Start of EXERCISE MATERIALS
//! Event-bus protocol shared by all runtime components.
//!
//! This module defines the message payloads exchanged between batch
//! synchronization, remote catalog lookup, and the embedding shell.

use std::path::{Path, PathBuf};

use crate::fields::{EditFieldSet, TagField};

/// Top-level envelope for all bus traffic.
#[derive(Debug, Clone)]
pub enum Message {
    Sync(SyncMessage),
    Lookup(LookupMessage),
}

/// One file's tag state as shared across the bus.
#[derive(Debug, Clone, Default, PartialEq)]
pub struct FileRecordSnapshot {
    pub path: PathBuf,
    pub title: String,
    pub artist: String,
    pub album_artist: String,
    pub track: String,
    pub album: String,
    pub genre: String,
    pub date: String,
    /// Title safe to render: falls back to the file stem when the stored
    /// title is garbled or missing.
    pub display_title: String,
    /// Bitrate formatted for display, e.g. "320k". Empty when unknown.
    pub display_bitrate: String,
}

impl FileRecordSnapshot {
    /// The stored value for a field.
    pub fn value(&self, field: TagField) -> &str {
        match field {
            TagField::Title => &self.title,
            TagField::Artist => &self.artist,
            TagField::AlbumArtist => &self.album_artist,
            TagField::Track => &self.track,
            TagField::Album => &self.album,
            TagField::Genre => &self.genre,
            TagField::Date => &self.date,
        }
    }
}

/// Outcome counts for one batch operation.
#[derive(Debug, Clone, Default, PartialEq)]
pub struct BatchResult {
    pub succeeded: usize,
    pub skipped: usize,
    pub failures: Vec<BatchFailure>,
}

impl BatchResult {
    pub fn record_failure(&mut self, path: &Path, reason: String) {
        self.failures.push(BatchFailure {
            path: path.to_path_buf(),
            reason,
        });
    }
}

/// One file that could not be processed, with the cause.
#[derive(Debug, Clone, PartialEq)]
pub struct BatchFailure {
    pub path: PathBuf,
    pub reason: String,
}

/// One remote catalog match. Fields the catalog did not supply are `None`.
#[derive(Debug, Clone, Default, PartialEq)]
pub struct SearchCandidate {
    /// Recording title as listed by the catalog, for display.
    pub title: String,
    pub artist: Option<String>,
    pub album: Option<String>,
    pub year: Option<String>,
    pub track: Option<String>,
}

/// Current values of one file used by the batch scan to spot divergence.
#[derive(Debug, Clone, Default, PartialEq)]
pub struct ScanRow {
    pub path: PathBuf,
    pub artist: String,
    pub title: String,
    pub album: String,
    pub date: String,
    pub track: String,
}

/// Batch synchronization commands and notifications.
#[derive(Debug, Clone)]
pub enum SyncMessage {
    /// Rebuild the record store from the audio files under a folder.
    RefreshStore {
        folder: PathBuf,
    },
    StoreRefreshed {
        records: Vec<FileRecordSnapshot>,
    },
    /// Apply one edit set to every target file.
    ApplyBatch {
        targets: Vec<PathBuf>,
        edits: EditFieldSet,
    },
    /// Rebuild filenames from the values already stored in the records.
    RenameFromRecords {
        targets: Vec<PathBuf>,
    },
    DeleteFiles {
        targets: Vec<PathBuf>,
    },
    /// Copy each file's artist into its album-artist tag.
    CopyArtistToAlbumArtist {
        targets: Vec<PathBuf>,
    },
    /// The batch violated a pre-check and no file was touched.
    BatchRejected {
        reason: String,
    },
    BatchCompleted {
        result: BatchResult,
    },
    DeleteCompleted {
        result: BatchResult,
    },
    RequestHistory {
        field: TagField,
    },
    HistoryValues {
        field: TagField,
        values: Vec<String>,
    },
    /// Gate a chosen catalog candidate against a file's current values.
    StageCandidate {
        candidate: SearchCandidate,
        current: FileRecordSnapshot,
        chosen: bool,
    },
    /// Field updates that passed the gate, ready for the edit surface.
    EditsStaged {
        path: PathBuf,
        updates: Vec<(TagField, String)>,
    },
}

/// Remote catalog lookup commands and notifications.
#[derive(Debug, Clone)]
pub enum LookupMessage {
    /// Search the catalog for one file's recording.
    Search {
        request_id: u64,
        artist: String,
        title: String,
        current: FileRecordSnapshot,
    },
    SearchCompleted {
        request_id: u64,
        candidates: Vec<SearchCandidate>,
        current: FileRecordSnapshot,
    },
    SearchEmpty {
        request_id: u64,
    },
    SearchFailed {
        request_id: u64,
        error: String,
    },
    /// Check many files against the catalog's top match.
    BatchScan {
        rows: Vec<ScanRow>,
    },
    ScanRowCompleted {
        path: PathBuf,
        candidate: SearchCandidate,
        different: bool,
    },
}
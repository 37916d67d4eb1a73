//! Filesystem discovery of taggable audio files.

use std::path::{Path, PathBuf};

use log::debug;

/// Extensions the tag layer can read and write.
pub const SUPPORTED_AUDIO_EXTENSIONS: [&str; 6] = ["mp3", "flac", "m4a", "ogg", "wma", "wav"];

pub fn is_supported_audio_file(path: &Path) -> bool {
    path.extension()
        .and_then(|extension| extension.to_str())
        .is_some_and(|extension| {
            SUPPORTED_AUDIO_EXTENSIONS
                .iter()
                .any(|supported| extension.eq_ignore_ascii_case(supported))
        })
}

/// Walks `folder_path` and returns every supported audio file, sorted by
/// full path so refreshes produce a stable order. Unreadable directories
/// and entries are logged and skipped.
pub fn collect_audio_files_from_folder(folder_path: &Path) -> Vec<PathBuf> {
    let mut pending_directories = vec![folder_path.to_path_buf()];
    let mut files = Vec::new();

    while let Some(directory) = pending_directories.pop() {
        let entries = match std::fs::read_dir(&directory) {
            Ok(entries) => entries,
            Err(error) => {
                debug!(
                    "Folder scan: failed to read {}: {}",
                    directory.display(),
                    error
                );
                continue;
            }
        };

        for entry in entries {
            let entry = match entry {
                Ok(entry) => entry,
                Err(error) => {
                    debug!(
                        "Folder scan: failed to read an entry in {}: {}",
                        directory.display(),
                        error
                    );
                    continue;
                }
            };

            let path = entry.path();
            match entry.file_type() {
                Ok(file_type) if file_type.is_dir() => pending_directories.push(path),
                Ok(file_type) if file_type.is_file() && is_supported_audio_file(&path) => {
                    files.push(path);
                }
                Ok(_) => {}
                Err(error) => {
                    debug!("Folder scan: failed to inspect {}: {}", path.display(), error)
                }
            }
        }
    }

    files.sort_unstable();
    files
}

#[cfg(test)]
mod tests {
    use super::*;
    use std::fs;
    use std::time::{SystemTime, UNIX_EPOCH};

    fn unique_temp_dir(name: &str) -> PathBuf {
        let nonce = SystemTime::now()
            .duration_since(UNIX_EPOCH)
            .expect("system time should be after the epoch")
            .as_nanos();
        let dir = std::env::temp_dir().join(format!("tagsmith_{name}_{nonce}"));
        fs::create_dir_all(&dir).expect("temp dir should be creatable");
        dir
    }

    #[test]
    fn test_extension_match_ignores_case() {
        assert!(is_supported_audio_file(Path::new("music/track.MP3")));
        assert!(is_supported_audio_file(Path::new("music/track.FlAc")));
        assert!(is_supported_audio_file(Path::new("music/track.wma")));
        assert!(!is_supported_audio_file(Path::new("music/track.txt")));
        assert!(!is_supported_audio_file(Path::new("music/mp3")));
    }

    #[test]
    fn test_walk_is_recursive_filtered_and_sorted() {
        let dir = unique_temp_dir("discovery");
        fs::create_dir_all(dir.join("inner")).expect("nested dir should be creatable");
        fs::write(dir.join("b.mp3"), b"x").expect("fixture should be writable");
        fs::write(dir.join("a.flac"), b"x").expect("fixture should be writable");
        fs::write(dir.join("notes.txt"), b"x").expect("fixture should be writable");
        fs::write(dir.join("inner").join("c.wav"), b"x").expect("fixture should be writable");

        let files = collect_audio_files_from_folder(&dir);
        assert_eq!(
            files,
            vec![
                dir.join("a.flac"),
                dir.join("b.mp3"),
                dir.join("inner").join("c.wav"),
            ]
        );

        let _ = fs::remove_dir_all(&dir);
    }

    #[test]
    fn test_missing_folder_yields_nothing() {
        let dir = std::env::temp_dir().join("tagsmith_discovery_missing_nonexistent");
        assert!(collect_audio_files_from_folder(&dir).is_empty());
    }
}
End of EXERCISE MATERIALS
EXERCISE REQUIREMENTS >> Gather each line of the listing containing the word "Option" and show it.

SOLUTION TO THIS TASK >>
    pub artist: Option<String>,
    pub album: Option<String>,
    pub year: Option<String>,
    pub track: Option<String>,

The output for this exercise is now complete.